Overall, Circle’s valuation appears reasonable, and institutional interest has surged accordingly. According to a U.S. Securities and Exchange Commission filing, Cathie Wood’s ARK Investment Management expressed interest in purchasing up to $150 million worth of shares. Meanwhile, asset management giant BlackRock plans to acquire around 10% of the IPO shares. Notably, the two firms had already partnered in March: Circle entrusted BlackRock with managing at least 90% of its dollar-denominated custodial reserves (excluding bank deposits), while BlackRock committed not to launch its own stablecoin. This strategic move proved wise—securing strong support from traditional institutions facilitates future sales channels while skillfully avoiding direct competition with established asset managers.
Meanwhile, skepticism persists that Circle’s relentless pursuit of listing is merely a vehicle for large investors to cash out—benefiting Wall Street rather than retail holders. So far, this argument lacks solid ground. First, Circle’s valuation had already reached $3 billion back in 2018; the subsequent $440 million funding round in 2021 was priced at $4.5 billion. Most investors entered at relatively high valuations, so even at a $7.2 billion fully diluted valuation, returns for long-term early backers are not extraordinary. Second, unlike Coinbase’s direct listing, Circle chose a traditional IPO route, meaning early investors and insiders cannot sell their shares within the first 180 days—ensuring retail investors won’t immediately absorb exit liquidity. Ahead of the listing, amid strong oversubscription, most industry observers expect Circle to perform well.

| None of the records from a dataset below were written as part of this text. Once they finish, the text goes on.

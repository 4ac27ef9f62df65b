//! Integration tests for tournament creation: validation, group draw, fixtures.

use kickoff::logic::group_label;
use kickoff::{
    create_tournament, create_tournament_with_rng, BracketConfig, NewTournament, Stage,
    TournamentError, TournamentFormat, Visibility,
};
use rand::rngs::StdRng;
use rand::SeedableRng;

fn request(format: TournamentFormat, names: &[&str], bracket: Option<BracketConfig>) -> NewTournament {
    NewTournament {
        name: "Summer League".to_string(),
        format,
        team_names: names.iter().map(|n| n.to_string()).collect(),
        bracket,
        visibility: Visibility::Public,
    }
}

fn numbered(n: usize) -> Vec<String> {
    (1..=n).map(|i| format!("Club {i}")).collect()
}

fn groups_request(teams: usize, bracket: Option<BracketConfig>) -> NewTournament {
    NewTournament {
        team_names: numbered(teams),
        ..request(TournamentFormat::GroupsKnockout, &[], bracket)
    }
}

fn generic(num_groups: usize, advancing_per_group: usize) -> Option<BracketConfig> {
    Some(BracketConfig::Generic {
        num_groups,
        advancing_per_group,
    })
}

#[test]
fn league_schedules_a_full_round_robin() {
    let req = NewTournament {
        team_names: numbered(5),
        ..request(TournamentFormat::League, &[], generic(4, 1))
    };
    let t = create_tournament(&req).unwrap();

    assert_eq!(t.teams.len(), 5);
    assert_eq!(t.matches.len(), 10);
    assert!(t.groups.is_empty());
    assert_eq!(t.bracket, None);
    assert!(t.teams.iter().all(|team| team.group.is_none()));
    assert_eq!(t.current_stage, Stage::Group);
}

#[test]
fn groups_are_dealt_evenly() {
    let t = create_tournament(&groups_request(8, None)).unwrap();

    assert_eq!(t.groups, vec!["A".to_string(), "B".to_string()]);
    assert_eq!(t.group_table("A").len(), 4);
    assert_eq!(t.group_table("B").len(), 4);
    assert_eq!(t.matches.len(), 12);
    assert_eq!(t.bracket, Some(BracketConfig::default()));
    for m in &t.matches {
        let home = t.team(&m.home_team_id).unwrap();
        let away = t.team(&m.away_team_id).unwrap();
        assert_eq!(home.group, away.group);
        assert_eq!(m.group, home.group);
    }
}

#[test]
fn four_groups_are_labelled_in_order() {
    let t = create_tournament(&groups_request(12, generic(4, 2))).unwrap();
    assert_eq!(t.groups, vec!["A", "B", "C", "D"]);
    for g in &t.groups {
        assert_eq!(t.group_table(g).len(), 3);
    }
    assert_eq!(t.matches.len(), 12);
}

#[test]
fn names_are_trimmed() {
    let req = NewTournament {
        name: "  Derby Day ".to_string(),
        ..request(TournamentFormat::League, &[" Rovers", "United  "], None)
    };
    let t = create_tournament(&req).unwrap();
    assert_eq!(t.name, "Derby Day");
    let mut names: Vec<&str> = t.teams.iter().map(|team| team.name.as_str()).collect();
    names.sort();
    assert_eq!(names, vec!["Rovers", "United"]);
}

#[test]
fn same_seed_draws_the_same_groups() {
    let req = groups_request(16, generic(4, 2));
    let draw = |seed| {
        let t = create_tournament_with_rng(&req, &mut StdRng::seed_from_u64(seed)).unwrap();
        t.teams
            .into_iter()
            .map(|team| (team.name, team.group))
            .collect::<Vec<_>>()
    };
    assert_eq!(draw(42), draw(42));
}

#[test]
fn visibility_is_carried_over() {
    let req = NewTournament {
        visibility: Visibility::Private,
        ..groups_request(4, None)
    };
    assert_eq!(create_tournament(&req).unwrap().visibility, Visibility::Private);
}

#[test]
fn blank_tournament_name_is_rejected() {
    let req = NewTournament {
        name: "   ".to_string(),
        ..request(TournamentFormat::League, &["A", "B"], None)
    };
    assert_eq!(create_tournament(&req), Err(TournamentError::EmptyName));
}

#[test]
fn single_team_is_rejected() {
    let req = request(TournamentFormat::League, &["Lonely"], None);
    assert_eq!(create_tournament(&req), Err(TournamentError::NotEnoughTeams));
}

#[test]
fn duplicate_names_ignore_case() {
    let req = request(TournamentFormat::League, &["Rovers", "City", "rovers"], None);
    assert_eq!(
        create_tournament(&req),
        Err(TournamentError::DuplicateTeamName("rovers".to_string()))
    );
}

#[test]
fn blank_team_name_is_rejected() {
    let req = request(TournamentFormat::League, &["Rovers", "  "], None);
    assert_eq!(create_tournament(&req), Err(TournamentError::EmptyName));
}

#[test]
fn uneven_split_is_rejected() {
    assert_eq!(
        create_tournament(&groups_request(10, generic(4, 1))),
        Err(TournamentError::UnevenGroups {
            teams: 10,
            groups: 4
        })
    );
}

#[test]
fn impossible_brackets_are_rejected() {
    let cases = [
        groups_request(8, generic(2, 5)),
        groups_request(8, generic(2, 0)),
        groups_request(8, generic(0, 1)),
        groups_request(27, generic(27, 1)),
        groups_request(2, Some(BracketConfig::LegacyTwoGroup)),
    ];
    for req in &cases {
        assert!(
            matches!(create_tournament(req), Err(TournamentError::InvalidBracket(_))),
            "{:?} should be rejected",
            req.bracket
        );
    }
}

#[test]
fn irregular_bracket_is_allowed_at_setup() {
    let t = create_tournament(&groups_request(9, generic(3, 2))).unwrap();
    assert_eq!(t.groups.len(), 3);
}

#[test]
fn group_labels_are_letters() {
    assert_eq!(group_label(0), "A");
    assert_eq!(group_label(1), "B");
    assert_eq!(group_label(25), "Z");
}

Regardless of performance, this event marks another milestone—for Circle and the industry alike. For Circle, going public alleviates funding pressures and grants entry into the mainstream capital arena, creating a key driver for future operations and expansion. It strengthens its global footprint and secures a leading position in the foreseeable U.S. stablecoin landscape, gaining early cyclical advantages.
For the industry, the implications run deeper. On the surface, it’s the listing of a stablecoin issuer; in reality, it reflects the U.S.’s strategic prioritization. Among all stablecoin issuers, Circle stands out for its compliance rigor—evidenced by its acquisition of a BitLicense from New York State. Going forward, post-listing, USDC is poised to become the first stablecoin compliant with the proposed U.S. Stablecoin Act, setting a benchmark for legal tender-stablecoin conversion and establishing a compliant circulation mechanism. Under this framework, regulated stablecoins will integrate directly into banking and Wall Street systems, positioning dollar-backed stablecoins as the central bridge connecting global crypto markets—a core objective of the U.S. stablecoin legislation. The U.S. dollar, acting as an anchor, will reinforce its dominance across both traditional and digital finance worldwide. Long term, as stablecoins evolve, cross-border payments could bypass traditional bank accounts altogether, settling instead via stablecoins—potentially reshaping the global clearing infrastructure.
Additionally, some analysts believe Circle’s listing could stimulate the DeFi market. As Circle’s valuation rises, projects and services closely tied to stablecoins may also benefit. In this sense, Circle could emerge as a valuation anchor in the DeFi space.
Theoretical significance is subjective—market response is definitive. Whether this reflects real value or mere capital exit will ultimately be revealed by Circle’s stock performance on its first trading day.